- Task statement -
First find the line with "infinities are kept." in the entries below, then set down exactly every line through the line with "fn integral(f: f64)", that line included.
"""
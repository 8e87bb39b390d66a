// src/transform/join.rs

use serde::{Deserialize, Serialize};
use std::collections::{HashMap, HashSet};

use crate::dataset::{Column, ColumnRef, Dataset, KeyPart, Value};
use crate::error::EtlError;

#[derive(Debug, Clone, Copy, Default, PartialEq, Eq, Serialize, Deserialize)]
#[serde(rename_all = "lowercase")]
pub enum JoinKind {
    #[default]
    Inner,
    Left,
}

/// Join against the auxiliary dataset registered under `with`.
#[derive(Debug, Clone, PartialEq, Serialize, Deserialize)]
#[serde(deny_unknown_fields)]
pub struct Join {
    pub with: String,
    pub on: Vec<String>,
    #[serde(default)]
    pub how: JoinKind,
}

/// Merge `left` and `right` on the shared key columns `on`.
///
/// Output columns: every left column, then the right non-key columns. A left
/// row pairs with each right row of equal key; under `Left`, unmatched left
/// rows get `Missing` on the right-hand side. Missing keys never match.
pub fn join(
    left: &Dataset,
    right: &Dataset,
    on: &[String],
    how: JoinKind,
) -> Result<Dataset, EtlError> {
    if on.is_empty() {
        return Err(EtlError::schema("join needs at least one key column"));
    }
    let lkeys = resolve_all(left, on)?;
    let rkeys = resolve_all(right, on)?;

    // keys of different types never compare equal
    for (&l, &r) in lkeys.iter().zip(&rkeys) {
        let (lc, rc) = (&left.columns()[l], &right.columns()[r]);
        if lc.ty != rc.ty {
            return Err(EtlError::schema(format!(
                "join key `{}` is {} on the left but {} on the right",
                lc.name, lc.ty, rc.ty
            )));
        }
    }

    let rvalues: Vec<usize> = (0..right.num_columns())
        .filter(|p| !rkeys.contains(p))
        .collect();
    let left_names: HashSet<&str> = left.column_names().into_iter().collect();
    if let Some(&clash) = rvalues
        .iter()
        .find(|&&p| left_names.contains(right.columns()[p].name.as_str()))
    {
        return Err(EtlError::schema(format!(
            "join would duplicate column `{}`",
            right.columns()[clash].name
        )));
    }

    // 1) index the right side
    let mut index: HashMap<Vec<KeyPart>, Vec<usize>> = HashMap::new();
    for row in 0..right.num_rows() {
        if let Some(key) = row_key(right, &rkeys, row) {
            index.entry(key).or_default().push(row);
        }
    }

    // 2) pair rows
    let mut pairs: Vec<(usize, Option<usize>)> = Vec::new();
    for row in 0..left.num_rows() {
        let matches = row_key(left, &lkeys, row).and_then(|k| index.get(&k));
        match (matches, how) {
            (Some(rows), _) => pairs.extend(rows.iter().map(|&r| (row, Some(r)))),
            (None, JoinKind::Left) => pairs.push((row, None)),
            (None, JoinKind::Inner) => {}
        }
    }

    // 3) gather
    let mut out: Vec<Column> = left
        .columns()
        .iter()
        .map(|c| {
            let values = pairs.iter().map(|&(l, _)| c.values[l].clone()).collect();
            Column::new(c.name.clone(), c.ty, values)
        })
        .collect();
    for &p in &rvalues {
        let c = &right.columns()[p];
        let values = pairs
            .iter()
            .map(|&(_, r)| r.map_or(Value::Missing, |r| c.values[r].clone()))
            .collect();
        out.push(Column::new(c.name.clone(), c.ty, values));
    }
    Dataset::new(out)
}

fn resolve_all(ds: &Dataset, names: &[String]) -> Result<Vec<usize>, EtlError> {
    names
        .iter()
        .map(|n| ds.resolve(&ColumnRef::Name(n.clone())))
        .collect()
}

fn row_key(ds: &Dataset, keys: &[usize], row: usize) -> Option<Vec<KeyPart>> {
    keys.iter()
        .map(|&k| ds.columns()[k].values[row].key())
        .collect()
}
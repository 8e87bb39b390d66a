// src/transform/coerce.rs

use tracing::debug;

use crate::dataset::{Column, ColumnRef, Dataset, SemanticType, Value};
use crate::error::EtlError;

/// Coerce the referenced columns to `to`. Cells that do not parse become
/// `Missing`; the column is always converted as a whole.
pub fn coerce(ds: Dataset, refs: &[ColumnRef], to: SemanticType) -> Result<Dataset, EtlError> {
    let positions = refs
        .iter()
        .map(|r| ds.resolve(r))
        .collect::<Result<Vec<_>, _>>()?;

    let mut columns = ds.into_columns();
    for pos in positions {
        let col = std::mem::replace(
            &mut columns[pos],
            Column::new(String::new(), to, Vec::new()),
        );
        columns[pos] = coerce_column(col, to);
    }
    Dataset::new(columns)
}

pub fn coerce_column(col: Column, to: SemanticType) -> Column {
    let before = col.missing_count();
    let values: Vec<Value> = col.values.into_iter().map(|v| coerce_value(v, to)).collect();
    let failed = values.iter().filter(|v| v.is_missing()).count() - before;
    if failed > 0 {
        debug!(column = %col.name, to = %to, failed, "cells failed coercion");
    }
    Column::new(col.name, to, values)
}

pub fn coerce_value(value: Value, to: SemanticType) -> Value {
    match (value, to) {
        (Value::Missing, _) => Value::Missing,

        (Value::Integer(i), SemanticType::Integer) => Value::Integer(i),
        (Value::Float(f), SemanticType::Integer) => integral(f).into(),
        (Value::Text(s), SemanticType::Integer) => parse_integer(&s).into(),

        (Value::Integer(i), SemanticType::Float) => Value::Float(i as f64),
        (Value::Float(f), SemanticType::Float) => finite_or_nan(f).into(),
        (Value::Text(s), SemanticType::Float) => parse_float(&s).into(),

        (Value::Text(s), SemanticType::Text) => Value::Text(s),
        (other, SemanticType::Text) => Value::Text(other.to_string()),
    }
}

/// `"42"`, `" 42 "`, `"+42"` and `"42.0"` all give 42.
fn parse_integer(s: &str) -> Option<i64> {
    let s = s.trim();
    s.parse::<i64>().ok().or_else(|| parse_float(s).and_then(integral))
}

/// NaN counts as missing; infinities are kept.
fn parse_float(s: &str) -> Option<f64> {
    s.trim().parse::<f64>().ok().and_then(finite_or_nan)
}

fn finite_or_nan(f: f64) -> Option<f64> {
    (!f.is_nan()).then_some(f)
}

fn integral(f: f64) -> Option<i64> {
    let in_range = f >= i64::MIN as f64 && f < i64::MAX as f64;
    (f.is_finite() && f.fract() == 0.0 && in_range).then(|| f as i64)
}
"""
- Output of the exercise -
/// NaN counts as missing; infinities are kept.
fn parse_float(s: &str) -> Option<f64> {
    s.trim().parse::<f64>().ok().and_then(finite_or_nan)
}

fn finite_or_nan(f: f64) -> Option<f64> {
    (!f.is_nan()).then_some(f)
}

fn integral(f: f64) -> Option<i64> {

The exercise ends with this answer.